I live on the island of Kauai. Many things are in short supply, but we certainly have enough

banana trees and free range chickens. After a hurricane seven years ago, many of the chicken coops were blown apart freeing the chickens. There are no natural predators, so now the island is overrun by chickens. My neighbor recently had a bumper crop of bananas in his garden. I have never stopped to think about just how many bananas can grow on one of these trees, but it can be more than one hundred pounds. As the tree began to bend a bit with the weight of the bananas, they came in range of the chickens, at least the lower ones. They would line up under the banana tree and jump/partially fly and nip at the exposed bananas. It was quite a sight to watch and many a banana was ruined as its bottom was nipped off. So, the low hanging fruit is the easily harvested, vulnerable fruit that any one or any thing can reach.

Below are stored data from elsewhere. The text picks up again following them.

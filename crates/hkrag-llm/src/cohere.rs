use std::time::Duration;

use anyhow::{bail, Context, Result};
use reqwest::blocking::Client;
use reqwest::header::{HeaderMap, HeaderValue, AUTHORIZATION, CONTENT_TYPE};
use serde::{Deserialize, Serialize};
use tracing::debug;

use hkrag_core::config::COHERE_API_KEY_VAR;
use hkrag_core::error::Error;
use hkrag_core::traits::Generator;

use crate::SamplingParams;

/// Cohere chat API (`POST /v1/chat`) used as a single-turn completion.
pub struct CohereGenerator {
    client: Client,
    endpoint: String,
    model: String,
    model_id: String,
    params: SamplingParams,
}

impl CohereGenerator {
    pub fn new(
        api_key: Option<&str>,
        base_url: &str,
        model: &str,
        params: SamplingParams,
        timeout: Duration,
    ) -> Result<Self> {
        let api_key = match api_key.map(str::trim) {
            Some(k) if !k.is_empty() => k,
            _ => {
                return Err(Error::MissingCredentials {
                    provider: "Cohere".to_string(),
                    hint: format!(
                        "set {COHERE_API_KEY_VAR} or generation.api_key (free keys at https://dashboard.cohere.com/api-keys)"
                    ),
                }
                .into())
            }
        };
        let mut headers = HeaderMap::new();
        headers.insert(
            AUTHORIZATION,
            HeaderValue::from_str(&format!("Bearer {api_key}")).context("invalid Cohere API key")?,
        );
        headers.insert(CONTENT_TYPE, HeaderValue::from_static("application/json"));
        let client = Client::builder()
            .timeout(timeout)
            .default_headers(headers)
            .build()
            .context("failed to build Cohere HTTP client")?;
        Ok(Self {
            client,
            endpoint: format!("{}/v1/chat", base_url.trim_end_matches('/')),
            model: model.to_string(),
            model_id: format!("cohere:{model}"),
            params,
        })
    }

    pub fn endpoint(&self) -> &str { &self.endpoint }
}

impl Generator for CohereGenerator {
    fn model_id(&self) -> &str { &self.model_id }

    fn generate(&self, prompt: &str) -> Result<String> {
        let body = ChatRequest {
            model: &self.model,
            message: prompt,
            temperature: self.params.temperature,
            max_tokens: self.params.max_tokens,
        };
        debug!("Cohere chat: {} prompt chars", prompt.len());
        let resp = self
            .client
            .post(&self.endpoint)
            .json(&body)
            .send()
            .context("failed to call Cohere chat API")?;
        if !resp.status().is_success() {
            let status = resp.status();
            let text = resp.text().unwrap_or_else(|_| "<body unavailable>".to_string());
            return Err(Error::Operation(format!("Cohere returned {status}: {text}")).into());
        }
        let parsed: ChatResponse = resp.json().context("failed to parse Cohere chat response")?;
        let answer = parsed.text.trim().to_string();
        if answer.is_empty() {
            bail!("Cohere response missing text");
        }
        Ok(answer)
    }
}

#[derive(Serialize)]
struct ChatRequest<'a> {
    model: &'a str,
    message: &'a str,
    temperature: f32,
    max_tokens: usize,
}

#[derive(Debug, Deserialize)]
struct ChatResponse {
    #[serde(default)]
    text: String,
}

Suppose a number of intrusion-detection vendors were secretly downloading the Snort ruleset and using this as a foundation for their own rules. What if their other major process was to go to a couple of well known sites for attack code to download the exploits to their labs, run the exploits, determine their signatures, build effective filters to detect these exploits, and then load these filters in the intrusion-detection systems we all use? If this were to happen, we would begin to establish a lowest common denominator. At first blush, that sounds like a good thing; as a consumer, you could expect any IDS to meet at least a minimum standard defined by the Snort ruleset and the most available attacks (most of which are covered in the Snort ruleset, of course). The problem is that an attacker can then analyze the Snort ruleset and craft small changes to her attacks to make them evade the IDS. If a number of commercial vendors copy these rules, this becomes an interesting problem. It allows them to treat the ruleset, a tremendous asset to the community, as low hanging fruit.

Although the preceding paragraph is partially true, there are lots of ways to mitigate the problem. Many intrusion-detection vendors and researchers culti-vate contacts with the computing underground and have access to a larger library of attacks than those commonly published. Several research efforts attempt to collect attacks and exploits and to define vulnerabilities. The problem is they use different names and descriptions. Mitre (http://cve.mitre.org) manages a project called the Computer Vulnerabilities and Exposures (CVE), which enjoys broad industry support. Their goal is to develop a common nam-ing system, primarily to serve as a thesaurus for vulnerability descriptions, but also to support IDS development.

Also, it is sometimes possible to write a general filter to detect a family of exploits. We have already examined a general filter to detect web server attacks. During the discussion of that filter, you learned about a number of CGI-BIN attacks against web servers that attempt to acquire the system's password file for offline decryption. The most famous is the phf attack. Several hundred others exist, however, including php and aglimpse. In the past, each of these had cgi-bin and /etc/passwd files somewhere in the packet, so it was possible to write a general filter to detect each of these and their cousins as well. Today, with the advent of shadow password files, we do not see many attacks against /etc/passwd; however we commonly see the following string:

id;uname –a; w

The command id gives you your effective userID; the semicolon delimits different commands; uname –a gives the exact operating system and patch level; and finally w tells you who is logged on to the system. It is also possible (and very advisable) to write general filters that detect odd events (things that just shouldn't happen) and to report them. A TCP packet with all flags set, or no flags set, and packets with unknown IP protocols are examples of these kinds of filters. Although you can increase the sensor-detection capability in many ways, the bottom line should be somewhat sobering: If an IDS depends on signatures and doesn't have a filter to look for that signature, how will it make a detect?